Dataset ▸
▼▼▼

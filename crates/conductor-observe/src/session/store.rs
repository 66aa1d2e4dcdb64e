//! Storage seam for session segments

use async_trait::async_trait;
use std::io;
use std::path::Path;
use tokio::io::AsyncWriteExt;

/// Append-only segment storage
///
/// The session writer is the only caller and never issues concurrent calls
/// for the same path.
#[async_trait]
pub trait SegmentStore: Send + Sync {
    /// Create `dir` and any missing parents, owner-only
    async fn create_dir(&self, dir: &Path) -> io::Result<()>;

    /// Append `bytes` to `path`, creating it owner read/write if absent
    async fn append(&self, path: &Path, bytes: &[u8]) -> io::Result<()>;

    /// Size of an existing segment, `None` when absent
    async fn size(&self, path: &Path) -> io::Result<Option<u64>>;
}

/// Local file system store
#[derive(Debug, Default, Clone, Copy)]
pub struct FsSegmentStore;

#[async_trait]
impl SegmentStore for FsSegmentStore {
    async fn create_dir(&self, dir: &Path) -> io::Result<()> {
        let mut builder = tokio::fs::DirBuilder::new();
        builder.recursive(true);
        #[cfg(unix)]
        builder.mode(0o700);
        builder.create(dir).await
    }

    async fn append(&self, path: &Path, bytes: &[u8]) -> io::Result<()> {
        let mut options = tokio::fs::OpenOptions::new();
        options.create(true).append(true);
        #[cfg(unix)]
        options.mode(0o600);
        let mut file = options.open(path).await?;
        file.write_all(bytes).await?;
        file.flush().await
    }

    async fn size(&self, path: &Path) -> io::Result<Option<u64>> {
        match tokio::fs::metadata(path).await {
            Ok(meta) => Ok(Some(meta.len())),
            Err(e) if e.kind() == io::ErrorKind::NotFound => Ok(None),
            Err(e) => Err(e),
        }
    }
}
//! Per-class failure counting with a single operator notice per class

use std::sync::atomic::{AtomicU64, Ordering};
use std::sync::Arc;
use tracing::warn;

use crate::error::{FailureClass, ObserveError};
use crate::output::HumanSink;

pub struct FailureLedger {
    counts: [AtomicU64; 4],
    human: Arc<HumanSink>,
}

impl FailureLedger {
    pub fn new(human: Arc<HumanSink>) -> Self {
        Self {
            counts: Default::default(),
            human,
        }
    }

    /// Count an error; returns true if this was the first of its class
    pub fn record(&self, err: &ObserveError) -> bool {
        match err.failure_class() {
            Some(class) => self.record_class(class, &err.to_string()),
            None => false,
        }
    }

    /// Count a failure of `class`; the first one is announced
    pub fn record_class(&self, class: FailureClass, detail: &str) -> bool {
        let previous = self.counts[class.index()].fetch_add(1, Ordering::AcqRel);
        if previous > 0 {
            return false;
        }
        warn!(class = ?class, detail, "{}", class.operator_message());
        self.human.notice(class.operator_message());
        true
    }

    pub fn count(&self, class: FailureClass) -> u64 {
        self.counts[class.index()].load(Ordering::Acquire)
    }

    pub fn total(&self) -> u64 {
        FailureClass::ALL.iter().map(|c| self.count(*c)).sum()
    }
}

impl std::fmt::Debug for FailureLedger {
    fn fmt(&self, f: &mut std::fmt::Formatter<'_>) -> std::fmt::Result {
        let mut s = f.debug_struct("FailureLedger");
        for class in FailureClass::ALL {
            s.field(&format!("{class:?}"), &self.count(class));
        }
        s.finish()
    }
}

▲▲▲

Description of the task ▸ As the answer, set down only the lines from the data above between the one holding "let mut builder" and the one holding "one is announced", inclusive, exactly as they read.

Worked solution ▸
        let mut builder = tokio::fs::DirBuilder::new();
        builder.recursive(true);
        #[cfg(unix)]
        builder.mode(0o700);
        builder.create(dir).await
    }

    async fn append(&self, path: &Path, bytes: &[u8]) -> io::Result<()> {
        let mut options = tokio::fs::OpenOptions::new();
        options.create(true).append(true);
        #[cfg(unix)]
        options.mode(0o600);
        let mut file = options.open(path).await?;
        file.write_all(bytes).await?;
        file.flush().await
    }

    async fn size(&self, path: &Path) -> io::Result<Option<u64>> {
        match tokio::fs::metadata(path).await {
            Ok(meta) => Ok(Some(meta.len())),
            Err(e) if e.kind() == io::ErrorKind::NotFound => Ok(None),
            Err(e) => Err(e),
        }
    }
}
//! Per-class failure counting with a single operator notice per class

use std::sync::atomic::{AtomicU64, Ordering};
use std::sync::Arc;
use tracing::warn;

use crate::error::{FailureClass, ObserveError};
use crate::output::HumanSink;

pub struct FailureLedger {
    counts: [AtomicU64; 4],
    human: Arc<HumanSink>,
}

impl FailureLedger {
    pub fn new(human: Arc<HumanSink>) -> Self {
        Self {
            counts: Default::default(),
            human,
        }
    }

    /// Count an error; returns true if this was the first of its class
    pub fn record(&self, err: &ObserveError) -> bool {
        match err.failure_class() {
            Some(class) => self.record_class(class, &err.to_string()),
            None => false,
        }
    }

    /// Count a failure of `class`; the first one is announced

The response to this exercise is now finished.